The Affordable Care Act, which requires most Americans to have health insurance or pay a fine next year, is likely to increase the number of workers who get job-based coverage.
“This will be an important issue to watch next year, as employers will have more flexibility and could ask workers to pay more because of their lifestyles and health conditions,” said Kaiser Vice President Gary Claxton.
Along with a slowdown in consumer spending for health care because of the economic recession, many feel provisions of the Affordable Care Act are helping to moderate premium growth.

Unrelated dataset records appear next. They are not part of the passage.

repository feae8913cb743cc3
pub mod ai;
pub mod collision;
pub mod input;
pub mod movement;
pub mod scoring;

pub use ai::*;
pub use collision::*;
pub use input::*;
pub use movement::*;
pub use scoring::*;
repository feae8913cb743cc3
use hecs::World;

use crate::components::{Ball, Paddle, Side};
use crate::map::GameMap;
use crate::resources::GameRng;

/// Scripted opponent: chase the ball's centre with the profile's reaction odds
///
/// Returns whether the opponent paddle moved this tick.
pub fn drive_opponent(
    world: &mut World,
    map: &GameMap,
    reaction_probability: f32,
    rng: &mut GameRng,
) -> bool {
    let target_y = match world.query::<&Ball>().iter().next() {
        Some((_e, ball)) => ball.pos.y,
        None => return false,
    };

    let mut moved = false;
    for (_entity, paddle) in world.query_mut::<&mut Paddle>() {
        if paddle.side == Side::Right {
            moved |= paddle.move_towards_target(target_y, map.height, reaction_probability, rng);
        }
    }
    moved
}

#[cfg(test)]
mod tests {
    use super::*;
    use crate::{create_ball, create_paddle, BallPhysics, Config, Player};
    use glam::Vec2;

    fn setup_world(ball_y: f32) -> (World, GameMap, hecs::Entity) {
        let config = Config::new();
        let map = GameMap::from_config(&config);
        let mut world = World::new();
        let paddle = Paddle::new(
            Side::Right,
            map.paddle_spawn(Side::Right, &config),
            15.0,
            100.0,
            6.0,
        );
        let opponent = create_paddle(&mut world, paddle, Player::new("Computer").unwrap());
        let human = Paddle::new(Side::Left, map.paddle_spawn(Side::Left, &config), 15.0, 100.0, 7.0);
        create_paddle(&mut world, human, Player::new("Ana").unwrap());
        create_ball(
            &mut world,
            Ball::new(Vec2::new(400.0, ball_y), 10.0, BallPhysics::default()),
        );
        (world, map, opponent)
    }

    #[test]
    fn test_opponent_chases_ball() {
        let (mut world, map, opponent) = setup_world(500.0);
        let mut rng = GameRng::new(3);

        assert!(drive_opponent(&mut world, &map, 1.0, &mut rng));
        assert_eq!(world.get::<&Paddle>(opponent).unwrap().pos.y, 256.0);
    }

    #[test]
    fn test_opponent_holds_inside_dead_zone() {
        let (mut world, map, opponent) = setup_world(304.0);
        let mut rng = GameRng::new(3);

        assert!(!drive_opponent(&mut world, &map, 1.0, &mut rng));
        assert_eq!(world.get::<&Paddle>(opponent).unwrap().pos.y, 250.0);
    }

    #[test]
    fn test_human_paddle_is_never_driven() {
        let (mut world, map, _opponent) = setup_world(0.0);
        let mut rng = GameRng::new(3);
        drive_opponent(&mut world, &map, 1.0, &mut rng);

        let human_y = world
            .query::<&Paddle>()
            .iter()
            .find(|(_e, p)| p.side == Side::Left)
            .map(|(_e, p)| p.pos.y);
        assert_eq!(human_y, Some(250.0));
    }

    #[test]
    fn test_reaction_rate_is_statistical() {
        let mut rng = GameRng::new(2024);
        let mut moves = 0;
        for _ in 0..1000 {
            let (mut world, map, _opponent) = setup_world(500.0);
            if drive_opponent(&mut world, &map, 0.6, &mut rng) {
                moves += 1;
            }
        }
        assert!((520..=680).contains(&moves), "moved {moves} of 1000");
    }
}
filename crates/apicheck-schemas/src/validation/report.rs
//! Check results and the validation report
//!
//! Copyright (c) 2025 Apicheck Team
//! Licensed under the Apache-2.0 license

use serde::{Deserialize, Serialize};
use serde_json::Value;
use std::fmt;

/// What part of the document a check concerns
#[derive(Debug, Clone, Copy, PartialEq, Eq, Hash, Serialize, Deserialize)]
#[serde(rename_all = "lowercase")]
pub enum CheckCategory {
    /// Top-level document metadata
    Metadata,
    /// An entry under `paths`
    Path,
    /// A named schema under `components.schemas`
    Schema,
    /// A scheme under `components.securitySchemes`
    Security,
}

impl fmt::Display for CheckCategory {
    fn fmt(&self, f: &mut fmt::Formatter<'_>) -> fmt::Result {
        let label = match self {
            CheckCategory::Metadata => "Metadata",
            CheckCategory::Path => "Path",
            CheckCategory::Schema => "Schema",
            CheckCategory::Security => "Security scheme",
        };
        f.write_str(label)
    }
}

/// Outcome of a single presence check
#[derive(Debug, Clone, Copy, PartialEq, Eq, Hash, Serialize, Deserialize)]
#[serde(rename_all = "lowercase")]
pub enum CheckStatus {
    Present,
    Missing,
}

impl CheckStatus {
    pub fn from_presence(present: bool) -> Self {
        if present {
            CheckStatus::Present
        } else {
            CheckStatus::Missing
        }
    }

    pub fn is_present(self) -> bool {
        self == CheckStatus::Present
    }
}

impl fmt::Display for CheckStatus {
    fn fmt(&self, f: &mut fmt::Formatter<'_>) -> fmt::Result {
        match self {
            CheckStatus::Present => f.write_str("present"),
            CheckStatus::Missing => f.write_str("missing"),
        }
    }
}

/// One expectation and whether the document satisfied it
#[derive(Debug, Clone, PartialEq, Eq, Serialize, Deserialize)]
pub struct CheckResult {
    pub category: CheckCategory,
    pub identifier: String,
    pub status: CheckStatus,
}

impl CheckResult {
    pub fn new(category: CheckCategory, identifier: impl Into<String>, status: CheckStatus) -> Self {
        Self {
            category,
            identifier: identifier.into(),
            status,
        }
    }
}

impl fmt::Display for CheckResult {
    fn fmt(&self, f: &mut fmt::Formatter<'_>) -> fmt::Result {
        write!(f, "{} {}: {}", self.category, self.status, self.identifier)
    }
}

/// Descriptive metadata read from the document
#[derive(Debug, Clone, PartialEq, Serialize, Deserialize)]
pub struct DocumentSummary {
    /// `openapi` scalar, if any
    pub openapi_version: Option<Value>,
    /// `info.title` scalar, if any
    pub title: Option<Value>,
    /// `info.description`, cut to its leading characters and always
    /// terminated by an ellipsis
    pub description_excerpt: String,
    pub server_count: usize,
    pub tag_count: usize,
    pub path_count: usize,
    pub schema_count: usize,
}

impl DocumentSummary {
    /// Version rendered for display
    pub fn version_display(&self) -> String {
        display_scalar(self.openapi_version.as_ref())
    }

    /// Title rendered for display
    pub fn title_display(&self) -> String {
        display_scalar(self.title.as_ref())
    }
}

/// Render an optional scalar the way it reads in the document
///
/// Strings are shown without quotes; absent values read `None`.
pub fn display_scalar(value: Option<&Value>) -> String {
    match value {
        None | Some(Value::Null) => "None".to_string(),
        Some(Value::String(s)) => s.clone(),
        Some(other) => other.to_string(),
    }
}

/// Summary metadata plus the ordered check results of one run
#[derive(Debug, Clone, PartialEq, Serialize, Deserialize)]
pub struct ValidationReport {
    pub summary: DocumentSummary,
    pub checks: Vec<CheckResult>,
}

impl ValidationReport {
    /// Number of satisfied expectations
    pub fn present_count(&self) -> usize {
        self.checks.iter().filter(|c| c.status.is_present()).count()
    }

    /// Number of unsatisfied expectations
    pub fn missing_count(&self) -> usize {
        self.checks.len() - self.present_count()
    }

    /// Whether every expectation was satisfied
    pub fn is_complete(&self) -> bool {
        self.missing_count() == 0
    }

    /// Checks of a single category, in report order
    pub fn checks_in(&self, category: CheckCategory) -> impl Iterator<Item = &CheckResult> {
        self.checks.iter().filter(move |c| c.category == category)
    }

    /// Unsatisfied expectations, in report order
    pub fn missing(&self) -> impl Iterator<Item = &CheckResult> {
        self.checks.iter().filter(|c| !c.status.is_present())
    }
}
//! Loader entry point: existence check, read, parse
//!
//! Copyright (c) 2025 Apicheck Team
//! Licensed under the Apache-2.0 license

use crate::loader::{
    error::{LoaderError, LoaderResult},
    parser::{DocumentParser, Format},
    DocumentTree,
};
use std::path::Path;
use tracing::debug;

/// Loads a single document from the filesystem
#[derive(Debug, Default)]
pub struct DocumentLoader {
    parser: DocumentParser,
}

impl DocumentLoader {
    /// Create a new document loader
    pub fn new() -> Self {
        Self {
            parser: DocumentParser::new(),
        }
    }

    /// Load and parse the document at `path`
    ///
    /// A missing file is reported as [`LoaderError::NotFound`] before any
    /// read is attempted.
    pub fn load(&self, path: &Path) -> LoaderResult<DocumentTree> {
        if !path.exists() {
            return Err(LoaderError::not_found(path.to_path_buf()));
        }

        let content = std::fs::read_to_string(path)
            .map_err(|e| LoaderError::io_error(path.to_path_buf(), e))?;
        debug!(path = %path.display(), bytes = content.len(), "Document read");

        let format = Format::from_path(path);
        let tree = self.parser.parse_content(&content, format, path)?;
        debug!(path = %path.display(), %format, "Document parsed");

        Ok(tree)
    }
}

/// Load a document with a default [`DocumentLoader`]
pub fn load_document(path: &Path) -> LoaderResult<DocumentTree> {
    DocumentLoader::new().load(path)
}

#[cfg(test)]
mod tests {
    use super::*;
    use std::fs;
    use tempfile::tempdir;

    #[test]
    fn test_missing_file() {
        let dir = tempdir().unwrap();
        let path = dir.path().join("docs").join("openapi.yaml");

        let err = load_document(&path).unwrap_err();
        assert!(err.is_not_found());
        assert_eq!(err.path(), &path);
    }

    #[test]
    fn test_load_yaml_file() -> LoaderResult<()> {
        let dir = tempdir().unwrap();
        let path = dir.path().join("openapi.yaml");
        fs::write(&path, "openapi: 3.0.3\ninfo:\n  title: Blog API\n").unwrap();

        let tree = DocumentLoader::new().load(&path)?;
        assert_eq!(tree["info"]["title"], "Blog API");
        Ok(())
    }

    #[test]
    fn test_load_json_file() -> LoaderResult<()> {
        let dir = tempdir().unwrap();
        let path = dir.path().join("openapi.json");
        fs::write(&path, r#"{"openapi": "3.0.3", "tags": [{"name": "users"}]}"#).unwrap();

        let tree = load_document(&path)?;
        assert_eq!(tree["tags"][0]["name"], "users");
        Ok(())
    }

    #[test]
    fn test_malformed_file_is_parse_error() {
        let dir = tempdir().unwrap();
        let path = dir.path().join("openapi.yaml");
        fs::write(&path, "info:\n  title: [broken\n").unwrap();

        let err = load_document(&path).unwrap_err();
        assert!(err.is_parse_error());
        assert!(!err.is_not_found());
    }

    #[test]
    fn test_directory_is_io_error() {
        let dir = tempdir().unwrap();
        let err = load_document(dir.path()).unwrap_err();
        assert!(matches!(err, LoaderError::Io { .. }));
    }
}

In particular, Altman cited the law’s so-called “80/20” rule, which penalizes insurers for spending less than 80 percent of premium revenue on medical care or quality improvements.
He said the provision has caused insurers to put more pressure on health care providers to keep costs down.
The percentage of workers enrolled in “grandfathered” health plans, which are exempt from many provisions of the health care law, fell to 36 percent in 2013, from 48 percent in 2012 and 56 percent in 2011.
Other major findings:
– Preferred Provider Organizations, known as PPOs, remain the most popular job-based health plans, enrolling 57 percent of covered workers in 2013. Twenty percent are enrolled in high-deductible health plans, 14 percent in health maintenance organizations, or HMOs, 9 percent in point-of-service plans, and less than 1 percent are in conventional plans.
– 78 percent of workers face an annual deductible, up from 72 percent last year.
– 38 percent of all covered workers face a large deductible of at least $1,000 or more. For workers at small firms, the share is 58 percent.
– 29 percent of jumbo firms – those with at least 5,000 workers – are considering offering coverage through a private exchange in the future. Private exchanges are a somewhat new concept that offer a wide range of plans for employees at participating companies to choose from.